Your goal: What is the number of lines in the listing that contain "versions"? Give that number only.
_ _ _ _ _
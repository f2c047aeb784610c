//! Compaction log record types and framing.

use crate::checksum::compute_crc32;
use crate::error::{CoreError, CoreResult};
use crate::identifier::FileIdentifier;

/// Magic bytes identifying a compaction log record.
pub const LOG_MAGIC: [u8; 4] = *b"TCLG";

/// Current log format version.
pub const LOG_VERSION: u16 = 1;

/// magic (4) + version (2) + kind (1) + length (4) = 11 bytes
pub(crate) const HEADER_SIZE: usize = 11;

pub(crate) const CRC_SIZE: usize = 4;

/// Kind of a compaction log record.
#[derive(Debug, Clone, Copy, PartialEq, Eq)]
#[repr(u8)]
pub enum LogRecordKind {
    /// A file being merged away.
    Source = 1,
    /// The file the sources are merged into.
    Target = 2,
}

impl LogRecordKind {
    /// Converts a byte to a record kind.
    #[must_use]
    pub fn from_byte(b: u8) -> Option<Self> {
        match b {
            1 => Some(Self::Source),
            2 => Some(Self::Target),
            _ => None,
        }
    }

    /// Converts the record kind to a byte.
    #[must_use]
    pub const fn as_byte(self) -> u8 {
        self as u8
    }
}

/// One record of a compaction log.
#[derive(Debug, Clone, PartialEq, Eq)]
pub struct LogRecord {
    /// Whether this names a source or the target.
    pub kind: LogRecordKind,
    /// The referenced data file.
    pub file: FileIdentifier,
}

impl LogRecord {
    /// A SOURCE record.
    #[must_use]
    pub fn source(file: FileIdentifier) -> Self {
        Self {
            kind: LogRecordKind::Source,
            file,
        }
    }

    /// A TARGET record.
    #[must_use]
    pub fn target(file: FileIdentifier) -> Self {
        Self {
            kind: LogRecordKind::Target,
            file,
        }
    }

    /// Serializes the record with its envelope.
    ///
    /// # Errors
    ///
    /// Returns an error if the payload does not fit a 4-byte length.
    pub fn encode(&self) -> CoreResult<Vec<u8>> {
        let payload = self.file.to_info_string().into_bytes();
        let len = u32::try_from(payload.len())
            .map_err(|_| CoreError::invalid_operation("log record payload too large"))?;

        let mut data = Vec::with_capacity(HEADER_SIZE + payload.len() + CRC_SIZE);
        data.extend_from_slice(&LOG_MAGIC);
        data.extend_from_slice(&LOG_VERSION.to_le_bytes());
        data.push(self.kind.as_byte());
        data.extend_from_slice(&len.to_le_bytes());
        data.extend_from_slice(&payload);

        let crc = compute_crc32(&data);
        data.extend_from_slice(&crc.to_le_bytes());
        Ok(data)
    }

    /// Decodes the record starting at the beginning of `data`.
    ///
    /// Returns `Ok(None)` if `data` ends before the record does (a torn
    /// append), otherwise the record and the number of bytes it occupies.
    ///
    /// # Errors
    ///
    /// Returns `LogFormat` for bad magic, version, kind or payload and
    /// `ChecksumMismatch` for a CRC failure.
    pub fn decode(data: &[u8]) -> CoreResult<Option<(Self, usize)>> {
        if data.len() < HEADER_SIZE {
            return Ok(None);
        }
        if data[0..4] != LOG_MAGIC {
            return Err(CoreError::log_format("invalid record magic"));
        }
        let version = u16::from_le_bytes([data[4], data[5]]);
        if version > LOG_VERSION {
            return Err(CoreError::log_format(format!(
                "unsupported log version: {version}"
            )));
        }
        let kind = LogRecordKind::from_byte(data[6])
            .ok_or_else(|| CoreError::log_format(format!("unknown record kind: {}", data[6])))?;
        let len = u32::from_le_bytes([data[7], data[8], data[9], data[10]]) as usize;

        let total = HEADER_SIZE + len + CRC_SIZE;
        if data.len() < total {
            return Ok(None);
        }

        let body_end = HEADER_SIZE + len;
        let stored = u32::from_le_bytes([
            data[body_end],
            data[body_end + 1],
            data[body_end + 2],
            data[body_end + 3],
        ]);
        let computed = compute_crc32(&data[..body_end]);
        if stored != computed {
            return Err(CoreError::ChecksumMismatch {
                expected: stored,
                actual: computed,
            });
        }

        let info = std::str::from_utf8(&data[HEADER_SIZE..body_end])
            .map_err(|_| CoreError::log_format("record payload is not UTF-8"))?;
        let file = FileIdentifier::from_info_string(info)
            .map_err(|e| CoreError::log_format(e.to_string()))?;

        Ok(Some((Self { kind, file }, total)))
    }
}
_ _ _ _ _
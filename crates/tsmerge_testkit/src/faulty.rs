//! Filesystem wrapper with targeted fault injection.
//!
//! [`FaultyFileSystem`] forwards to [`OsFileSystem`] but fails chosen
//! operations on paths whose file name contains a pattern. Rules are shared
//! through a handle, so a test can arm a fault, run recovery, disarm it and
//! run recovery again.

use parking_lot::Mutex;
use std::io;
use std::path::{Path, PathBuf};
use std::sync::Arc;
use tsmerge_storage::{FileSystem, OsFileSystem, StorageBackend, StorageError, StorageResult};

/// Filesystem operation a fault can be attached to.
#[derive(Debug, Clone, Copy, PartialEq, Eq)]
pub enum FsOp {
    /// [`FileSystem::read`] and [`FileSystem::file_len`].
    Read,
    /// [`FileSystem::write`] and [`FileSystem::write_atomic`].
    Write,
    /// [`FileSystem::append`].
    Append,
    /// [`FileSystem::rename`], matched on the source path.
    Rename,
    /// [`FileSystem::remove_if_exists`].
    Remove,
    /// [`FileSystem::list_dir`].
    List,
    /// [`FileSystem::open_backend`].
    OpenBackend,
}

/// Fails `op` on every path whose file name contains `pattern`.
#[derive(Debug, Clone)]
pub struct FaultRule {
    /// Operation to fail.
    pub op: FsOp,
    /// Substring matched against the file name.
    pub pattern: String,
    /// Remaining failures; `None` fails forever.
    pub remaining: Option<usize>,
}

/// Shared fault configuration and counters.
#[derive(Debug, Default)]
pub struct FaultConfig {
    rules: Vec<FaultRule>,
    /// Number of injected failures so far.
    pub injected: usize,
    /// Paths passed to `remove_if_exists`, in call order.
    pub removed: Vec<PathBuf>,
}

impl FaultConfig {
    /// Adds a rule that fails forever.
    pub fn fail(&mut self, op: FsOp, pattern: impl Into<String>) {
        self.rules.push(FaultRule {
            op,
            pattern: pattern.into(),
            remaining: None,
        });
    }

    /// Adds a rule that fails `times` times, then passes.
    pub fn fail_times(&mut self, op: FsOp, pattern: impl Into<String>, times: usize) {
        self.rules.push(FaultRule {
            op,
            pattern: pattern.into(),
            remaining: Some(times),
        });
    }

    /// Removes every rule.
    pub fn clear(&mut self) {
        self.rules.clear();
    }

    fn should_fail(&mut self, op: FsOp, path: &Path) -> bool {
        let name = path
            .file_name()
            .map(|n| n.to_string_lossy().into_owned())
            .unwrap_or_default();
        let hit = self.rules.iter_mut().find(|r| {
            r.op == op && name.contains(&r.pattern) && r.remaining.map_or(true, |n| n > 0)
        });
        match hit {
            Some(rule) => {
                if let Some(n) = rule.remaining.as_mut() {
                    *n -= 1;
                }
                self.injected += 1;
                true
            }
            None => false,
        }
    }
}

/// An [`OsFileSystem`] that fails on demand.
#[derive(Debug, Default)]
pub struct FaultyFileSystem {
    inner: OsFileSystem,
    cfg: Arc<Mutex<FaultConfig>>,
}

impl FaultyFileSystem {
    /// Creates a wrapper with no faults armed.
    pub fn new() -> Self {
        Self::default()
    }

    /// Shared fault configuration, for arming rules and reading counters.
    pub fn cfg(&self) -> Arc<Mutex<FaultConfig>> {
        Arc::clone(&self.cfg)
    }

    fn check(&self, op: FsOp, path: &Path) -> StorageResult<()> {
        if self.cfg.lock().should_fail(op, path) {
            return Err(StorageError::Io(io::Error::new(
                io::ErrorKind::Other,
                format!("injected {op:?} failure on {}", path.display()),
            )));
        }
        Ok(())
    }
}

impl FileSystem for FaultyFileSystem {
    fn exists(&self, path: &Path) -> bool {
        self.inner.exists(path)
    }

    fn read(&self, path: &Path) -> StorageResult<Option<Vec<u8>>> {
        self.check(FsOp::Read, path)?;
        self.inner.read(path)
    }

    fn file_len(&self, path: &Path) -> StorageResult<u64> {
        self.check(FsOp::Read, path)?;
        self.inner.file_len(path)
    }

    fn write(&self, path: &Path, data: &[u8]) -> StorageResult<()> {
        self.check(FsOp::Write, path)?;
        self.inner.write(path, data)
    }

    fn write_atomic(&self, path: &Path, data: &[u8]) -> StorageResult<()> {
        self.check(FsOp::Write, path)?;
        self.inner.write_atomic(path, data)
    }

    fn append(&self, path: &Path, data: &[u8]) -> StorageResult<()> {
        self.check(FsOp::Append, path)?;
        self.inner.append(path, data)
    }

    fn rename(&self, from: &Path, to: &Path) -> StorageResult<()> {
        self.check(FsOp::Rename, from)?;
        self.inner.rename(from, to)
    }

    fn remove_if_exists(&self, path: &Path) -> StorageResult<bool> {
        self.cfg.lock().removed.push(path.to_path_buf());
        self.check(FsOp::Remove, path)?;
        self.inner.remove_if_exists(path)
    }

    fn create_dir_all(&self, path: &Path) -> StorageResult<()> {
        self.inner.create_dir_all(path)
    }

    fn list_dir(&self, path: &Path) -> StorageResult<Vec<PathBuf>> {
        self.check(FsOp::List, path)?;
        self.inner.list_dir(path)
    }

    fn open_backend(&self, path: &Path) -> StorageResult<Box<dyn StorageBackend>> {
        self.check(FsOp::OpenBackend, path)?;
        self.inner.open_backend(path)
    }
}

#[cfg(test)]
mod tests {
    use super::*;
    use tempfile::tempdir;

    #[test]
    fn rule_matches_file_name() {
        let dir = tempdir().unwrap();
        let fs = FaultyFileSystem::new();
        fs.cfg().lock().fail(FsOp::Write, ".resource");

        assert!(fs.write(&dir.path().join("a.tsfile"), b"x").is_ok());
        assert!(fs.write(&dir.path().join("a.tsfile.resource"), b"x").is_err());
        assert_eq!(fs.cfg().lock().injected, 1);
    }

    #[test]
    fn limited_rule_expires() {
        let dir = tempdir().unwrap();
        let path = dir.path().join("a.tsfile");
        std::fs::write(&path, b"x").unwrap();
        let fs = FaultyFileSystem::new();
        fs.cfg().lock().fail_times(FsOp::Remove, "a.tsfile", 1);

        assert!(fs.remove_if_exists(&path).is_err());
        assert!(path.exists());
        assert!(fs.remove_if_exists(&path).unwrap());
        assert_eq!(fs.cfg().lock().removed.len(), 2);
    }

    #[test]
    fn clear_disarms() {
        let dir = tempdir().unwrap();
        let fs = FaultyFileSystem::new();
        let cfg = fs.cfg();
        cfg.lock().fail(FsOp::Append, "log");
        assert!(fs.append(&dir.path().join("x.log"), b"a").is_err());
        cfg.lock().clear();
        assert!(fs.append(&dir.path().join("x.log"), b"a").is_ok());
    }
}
_ _ _ _ _
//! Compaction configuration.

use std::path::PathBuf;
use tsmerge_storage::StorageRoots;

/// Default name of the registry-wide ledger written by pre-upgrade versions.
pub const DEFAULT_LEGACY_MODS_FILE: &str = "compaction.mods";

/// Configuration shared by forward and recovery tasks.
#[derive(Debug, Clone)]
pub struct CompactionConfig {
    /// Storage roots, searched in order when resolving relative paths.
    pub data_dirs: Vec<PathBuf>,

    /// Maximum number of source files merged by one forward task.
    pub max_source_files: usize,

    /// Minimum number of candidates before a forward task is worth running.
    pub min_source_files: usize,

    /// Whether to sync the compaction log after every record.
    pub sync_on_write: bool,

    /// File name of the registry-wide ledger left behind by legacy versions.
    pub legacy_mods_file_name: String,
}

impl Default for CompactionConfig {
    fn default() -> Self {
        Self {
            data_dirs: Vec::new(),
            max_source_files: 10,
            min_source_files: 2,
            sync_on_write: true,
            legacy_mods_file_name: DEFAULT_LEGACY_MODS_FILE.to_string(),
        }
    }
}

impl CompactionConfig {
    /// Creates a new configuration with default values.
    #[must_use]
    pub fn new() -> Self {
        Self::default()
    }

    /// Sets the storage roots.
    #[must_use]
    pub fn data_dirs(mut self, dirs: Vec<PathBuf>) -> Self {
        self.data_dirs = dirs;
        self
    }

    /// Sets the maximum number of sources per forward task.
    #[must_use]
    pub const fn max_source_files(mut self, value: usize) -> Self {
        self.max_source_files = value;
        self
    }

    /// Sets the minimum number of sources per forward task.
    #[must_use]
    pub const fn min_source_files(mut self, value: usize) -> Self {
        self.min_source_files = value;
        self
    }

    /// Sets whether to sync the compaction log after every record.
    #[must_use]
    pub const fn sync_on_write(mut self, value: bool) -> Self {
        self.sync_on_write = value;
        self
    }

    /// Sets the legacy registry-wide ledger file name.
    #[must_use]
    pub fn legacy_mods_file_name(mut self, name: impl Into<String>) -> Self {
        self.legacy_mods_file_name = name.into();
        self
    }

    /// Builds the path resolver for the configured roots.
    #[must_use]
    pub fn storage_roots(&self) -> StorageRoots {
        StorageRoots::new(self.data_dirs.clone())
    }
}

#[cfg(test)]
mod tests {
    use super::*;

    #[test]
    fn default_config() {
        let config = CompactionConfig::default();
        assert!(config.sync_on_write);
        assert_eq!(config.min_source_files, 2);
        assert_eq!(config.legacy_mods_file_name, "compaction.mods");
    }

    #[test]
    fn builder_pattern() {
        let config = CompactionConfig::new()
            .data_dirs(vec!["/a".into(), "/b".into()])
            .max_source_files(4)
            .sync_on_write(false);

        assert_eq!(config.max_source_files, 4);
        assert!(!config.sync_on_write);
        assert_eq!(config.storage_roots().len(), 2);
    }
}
_ _ _ _ _
Written answer: 2